Qual’è la natura sociale e politica del Movimento 5 Stelle? E data questa natura qual è il suo destino? Cosa quindi tenderà a fare ove avesse in mano il potere?

Attorno a questi enigmi —a cui i Cinque Stelle sono i primi a non dare risposte— si accapigliano sociologi e politologi, si interrogano le classi dominanti e i movimenti di opposizione.

A noi pare chiaro, e ce lo conferma per ultimo il recente convegno svoltosi ad Ivrea —luogo simbolico che ci riporta ad Adriano Olivetti ed alla sua utopia comunitarista, e però nemmeno una parola a SUM#01 gli è stata dedicata… non è un caso— che M5S sia un contenitore di cose alquanto disparate. Ma se parliamo di “natura”, nel senso di “essenza”, non ce n’è una soltanto, ma due principali. Un’anima liberista e una anti-liberista.

In questo senso, per capire M5S, occorre prendere prestito la formulazione teologica del Concilio di Nicea. Di contro alla setta ariana la quale postulava che Gesù avesse una differente (e subordinata) natura rispetto a quella del Padre, il Concilio rispose che Cristo era della stessa sostanza (ousia) del Padre, che Gesù era pienamente uomo e pienamente divino, e queste due nature coesistevano in lui in perfetta armonia.

Il fatto è che queste due anime, essendo M5S un’entità profana e per nulla divina, ben lungi dal coabitare armonicamente, sono come il diavolo e l’acqua santa, confliggenti, destinate a separarsi. Se fino ad oggi questo conflitto non è deflagrato, prima ancora che per il carisma di Beppe Grillo, ciò dipende dal posizionamento politico all’opposizione. Fino a che M5S resterà all’opposizione sarà relativamente facile tenere buoni i propri demoni interni, puntarli contro i nemici esterni evitando che si azzannino l’uno con l’altro.
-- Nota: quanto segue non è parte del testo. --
//! End-to-end task sequencing.
//!
//! The controller composes its collaborators (site resolver, app handle,
//! navigator, status sink) behind their traits and walks a fixed, linear
//! sequence of steps. There is no partial success: either an image lands on
//! disk and the run ends `Done`, or it ends `Failed` with the first error.

use std::path::PathBuf;

use chrono::NaiveDateTime;
use tracing::{info, warn};

use crate::app::AppHandle;
use crate::errors::AutomationError;
use crate::navigator::Navigate;
use crate::resolver::SiteResolver;
use crate::status::StatusSink;

/// One investigation request. Immutable for the duration of the run.
#[derive(Debug, Clone)]
pub struct Task {
    pub terminal_id: String,
    pub transaction_time: NaiveDateTime,
    pub lookback: chrono::Duration,
    pub output_dir: PathBuf,
    pub width_percent: u8,
    pub file_name: Option<String>,
    pub overwrite: bool,
    /// Free-form investigation reference carried through the logs.
    pub case_id: Option<String>,
}

impl Task {
    pub fn new(
        terminal_id: impl Into<String>,
        transaction_time: NaiveDateTime,
        output_dir: PathBuf,
        width_percent: u8,
    ) -> Result<Self, AutomationError> {
        if !(50..=80).contains(&width_percent) {
            return Err(AutomationError::InvalidArgument(format!(
                "width_percent {width_percent} must be between 50 and 80"
            )));
        }
        Ok(Self {
            terminal_id: terminal_id.into(),
            transaction_time,
            lookback: chrono::Duration::seconds(5),
            output_dir,
            width_percent,
            file_name: None,
            overwrite: true,
            case_id: None,
        })
    }

    pub fn with_lookback(mut self, lookback: chrono::Duration) -> Self {
        self.lookback = lookback;
        self
    }

    pub fn with_file_name(mut self, name: impl Into<String>) -> Self {
        self.file_name = Some(name.into());
        self
    }

    pub fn with_overwrite(mut self, overwrite: bool) -> Self {
        self.overwrite = overwrite;
        self
    }

    pub fn with_case_id(mut self, case_id: impl Into<String>) -> Self {
        self.case_id = Some(case_id.into());
        self
    }
}

/// Position in the fixed step sequence. Not persisted; recovery is always
/// "reset to baseline and replay".
#[derive(Debug, Clone, Copy, PartialEq, Eq, PartialOrd, Ord)]
pub enum Step {
    Idle,
    Resolving,
    Launching,
    LoggingIn,
    ResettingState,
    SelectingSite,
    SelectingCamera,
    SettingTimeRange,
    OpeningRecordedView,
    PlayingVideo,
    ExportingImage,
    SavingImage,
    FinalReset,
    Done,
    Failed,
}

#[derive(Debug)]
pub enum Outcome {
    /// Image saved at the carried path.
    Done(PathBuf),
    Failed(AutomationError),
}

pub struct WorkflowController<'a> {
    task: &'a Task,
    resolver: &'a dyn ResolveSite,
    app: &'a mut dyn AppHandle,
    navigator: &'a dyn Navigate,
    status: &'a dyn StatusSink,
    step: Step,
}

/// Site-resolution boundary as the controller sees it.
pub trait ResolveSite {
    fn resolve(&self, terminal: &str) -> Result<Option<String>, AutomationError>;
}

impl ResolveSite for SiteResolver {
    fn resolve(&self, terminal: &str) -> Result<Option<String>, AutomationError> {
        SiteResolver::resolve(self, terminal)
    }
}

impl<'a> WorkflowController<'a> {
    pub fn new(
        task: &'a Task,
        resolver: &'a dyn ResolveSite,
        app: &'a mut dyn AppHandle,
        navigator: &'a dyn Navigate,
        status: &'a dyn StatusSink,
    ) -> Self {
        Self {
            task,
            resolver,
            app,
            navigator,
            status,
            step: Step::Idle,
        }
    }

    pub fn step(&self) -> Step {
        self.step
    }

    /// Drive the task to a terminal state. Either way the target app is left
    /// at its baseline by a best-effort reset whose own failure is logged,
    /// never re-raised; an image already on disk stays a success. Before
    /// launch there is no instance to reset, so pre-launch failures skip it.
    pub fn run(&mut self) -> Outcome {
        if let Some(case_id) = &self.task.case_id {
            info!(case_id, terminal = %self.task.terminal_id, "starting workflow");
        }
        match self.drive() {
            Ok(saved) => {
                self.step = Step::FinalReset;
                // Cleanup updates are informational; an abort raised here
                // must not demote a saved image.
                let _ = self.status.update("Resetting application state");
                self.best_effort_reset();
                let _ = self.status.update("Finished");
                self.step = Step::Done;
                Outcome::Done(saved)
            }
            Err(err) => {
                if self.step >= Step::Launching {
                    self.best_effort_reset();
                }
                self.step = Step::Failed;
                Outcome::Failed(err)
            }
        }
    }

    fn best_effort_reset(&self) {
        if let Err(err) = self.navigator.reset_state() {
            warn!("cleanup reset failed: {err}");
        }
    }

    fn advance(&mut self, step: Step, message: &str) -> Result<(), AutomationError> {
        self.step = step;
        self.status.update(message)
    }

    fn drive(&mut self) -> Result<PathBuf, AutomationError> {
        let task = self.task;

        self.advance(
            Step::Resolving,
            &format!("Resolving terminal {} to a site", task.terminal_id),
        )?;
        let site = self
            .resolver
            .resolve(&task.terminal_id)?
            .ok_or_else(|| AutomationError::SiteNotFound(task.terminal_id.clone()))?;
        self.status
            .update(&format!("Linked terminal {} to {site}", task.terminal_id))?;

        self.advance(
            Step::Launching,
            "Starting the target application. Please wait...",
        )?;
        self.app.ensure_single_instance()?;
        self.app.launch()?;
        self.app.place_window(task.width_percent)?;

        self.advance(Step::LoggingIn, "Finding and clicking the login button")?;
        self.navigator.login()?;

        self.advance(Step::ResettingState, "Resetting application state")?;
        self.navigator.reset_state()?;

        self.advance(Step::SelectingSite, &format!("Selecting site: {site}"))?;
        self.navigator.select_site(&site)?;

        self.advance(
            Step::SelectingCamera,
            &format!("Finding DVR camera: {}", task.terminal_id),
        )?;
        self.navigator.select_camera(&task.terminal_id)?;

        self.advance(Step::SettingTimeRange, "Entering the date/time range")?;
        self.navigator
            .set_time_range(task.transaction_time, task.lookback)?;

        self.advance(Step::OpeningRecordedView, "Opening recorded video")?;
        self.navigator.click_recorded()?;

        self.advance(Step::PlayingVideo, "Pulling up video. Please wait...")?;
        self.navigator.open_video_view()?;

        self.advance(Step::ExportingImage, "Starting the image export")?;
        self.navigator.open_export_menu()?;

        self.advance(
            Step::SavingImage,
            &format!("Saving the image to {}", task.output_dir.display()),
        )?;
        // Filesystem pre-flights happen before any dialog interaction.
        if !task.output_dir.exists() {
            return Err(AutomationError::OutputDirectoryMissing(
                task.output_dir.clone(),
            ));
        }
        if let Some(name) = &task.file_name {
            let destination = task.output_dir.join(format!("{name}.jpg"));
            if destination.exists() && !task.overwrite {
                return Err(AutomationError::FileExists(destination));
            }
        }
        let saved =
            self.navigator
                .save_image(&task.output_dir, task.file_name.as_deref(), task.overwrite)?;

        Ok(saved)
    }
}
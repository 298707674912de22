//! AutoVid CLI
//!
//! One-shot retrieval of a recorded still frame for a terminal transaction:
//! resolves the terminal to a site, drives the Video Investigator UI to the
//! matching camera and time window, exports a frame into the output
//! directory.

use std::path::PathBuf;

use anyhow::{Context, Result};
use clap::Parser;
use tracing::{error, info};

use autovid::{Outcome, Task};

#[derive(Parser)]
#[command(name = "autovid")]
#[command(about = "Pull a recorded still frame from the video review application")]
struct Cli {
    /// Terminal identifier to look up (e.g. CAM-14).
    terminal_id: String,

    /// Transaction timestamp, `YYYY-MM-DD HH:MM:SS` local time.
    #[arg(long)]
    time: String,

    /// Directory the exported image lands in; must already exist.
    #[arg(long, env = "AUTOVID_OUTDIR")]
    outdir: PathBuf,

    /// Seconds of footage on each side of the transaction time.
    #[arg(long, default_value_t = 5)]
    lookback_secs: i64,

    /// Share of the screen width the target app keeps, 50-80; the status
    /// overlay takes the rest.
    #[arg(long, default_value_t = 80)]
    width_percent: u8,

    /// File name for the exported image, without extension. Defaults to the
    /// name the save dialog generates.
    #[arg(long)]
    name: Option<String>,

    /// Fail instead of overwriting an existing image.
    #[arg(long)]
    no_overwrite: bool,

    /// Investigation reference carried through the logs.
    #[arg(long)]
    case_id: Option<String>,

    /// Run without the status overlay; progress goes to the log only.
    #[arg(long)]
    headless: bool,
}

fn init_tracing() {
    use tracing_subscriber::{layer::SubscriberExt, util::SubscriberInitExt};
    let _ = tracing_subscriber::registry()
        .with(
            tracing_subscriber::EnvFilter::try_from_default_env()
                .unwrap_or_else(|_| tracing_subscriber::EnvFilter::new("info")),
        )
        .with(tracing_subscriber::fmt::layer())
        .try_init();
}

fn main() -> Result<()> {
    dotenvy::dotenv().ok();
    init_tracing();
    let cli = Cli::parse();

    let time = chrono::NaiveDateTime::parse_from_str(&cli.time, "%Y-%m-%d %H:%M:%S")
        .context("transaction time must be `YYYY-MM-DD HH:MM:SS`")?;

    let mut task = Task::new(cli.terminal_id, time, cli.outdir, cli.width_percent)?
        .with_lookback(chrono::Duration::seconds(cli.lookback_secs))
        .with_overwrite(!cli.no_overwrite);
    if let Some(name) = cli.name {
        task = task.with_file_name(name);
    }
    if let Some(case_id) = cli.case_id {
        task = task.with_case_id(case_id);
    }

    run(task, cli.headless)
}

#[cfg(target_os = "windows")]
fn execute(task: &Task, sink: &dyn autovid::StatusSink) -> autovid::Outcome {
    use autovid::platforms::windows::WindowsApp;
    use autovid::{AppConfig, AppHandle, Navigator, Outcome, SiteResolver, WorkflowController};

    let resolver = match SiteResolver::from_env() {
        Ok(resolver) => resolver,
        Err(err) => return Outcome::Failed(err),
    };
    let mut app = WindowsApp::new(AppConfig::default());
    let navigator = match app.tree() {
        Ok(tree) => Navigator::new(tree),
        Err(err) => return Outcome::Failed(err),
    };
    WorkflowController::new(task, &resolver, &mut app, &navigator, sink).run()
}

#[cfg(target_os = "windows")]
fn run(task: Task, headless: bool) -> Result<()> {
    use std::sync::mpsc;
    use std::thread;

    use autovid::{AbortFlag, ChannelSink, LogSink};

    let abort = AbortFlag::new();
    let outcome = if headless {
        let sink = LogSink::new(abort);
        execute(&task, &sink)
    } else {
        // The worker drives the UI; this thread stays free to surface status
        // text (the graphical overlay attaches to the same channel/flag).
        let (tx, rx) = mpsc::channel();
        let worker_abort = abort.clone();
        let worker = thread::spawn(move || {
            let sink = ChannelSink::new(tx, worker_abort);
            execute(&task, &sink)
        });
        for message in rx {
            println!("[autovid] {message}");
        }
        worker
            .join()
            .map_err(|_| anyhow::anyhow!("worker thread panicked"))?
    };

    report(outcome)
}

#[cfg(not(target_os = "windows"))]
fn run(_task: Task, _headless: bool) -> Result<()> {
    report(Outcome::Failed(autovid::AutomationError::PlatformError(
        "the target application can only be automated on Windows".to_string(),
    )))
}

/// Terminal outcome of a run: the saved path goes to stdout for scripting,
/// everything else through the log.
fn report(outcome: Outcome) -> Result<()> {
    match outcome {
        Outcome::Done(path) => {
            info!(path = %path.display(), "image saved");
            println!("{}", path.display());
            Ok(())
        }
        Outcome::Failed(err) => {
            error!("workflow failed: {err}");
            Err(err.into())
        }
    }
}

#[cfg(test)]
mod tests {
    use super::report;
    use autovid::{AutomationError, Outcome};

    #[test]
    fn done_outcome_reports_success() {
        let path = std::path::PathBuf::from("frame_0001.jpg");
        assert!(report(Outcome::Done(path)).is_ok());
    }

    #[test]
    fn failed_outcome_propagates_the_error() {
        let err = report(Outcome::Failed(AutomationError::Aborted)).unwrap_err();
        assert!(err.to_string().contains("Aborted"));
    }
}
Non a caso chi comanda in M5S ha voluto dare al convegno di Ivrea la forma di un simposio di futurologia, a metà tra un meeting di Scientology e ad una soporifera seduta di un club di capitalisti rampanti. In quanto a politica vera, a visione sociale, zero pressoché assoluto. Il “futuro” risulta così un alibi per giustificare la fuga, la diserzione dal presente, dal drammatico presente che vive il nostro paese. 

Ma futuro per futuro, alla fin fine quale versione ci è stata esibita? Né più e né meno che quella propugnata dagli stregoni delle élite oggi dominanti: magnifiche sorti e progressive attenderebbero l’umanità grazie alla illimitata e provvidenziale potenza della rivoluzione tecnologica. Una narrazione abusata, sciatta, teoricamente dozzinale.

Non è nostro il pessimismo antropologico di Massimo Fini, ma il suo intervento ha almeno avuto il pregio di mettere in guardia i presenti dai rischi del “progresso”….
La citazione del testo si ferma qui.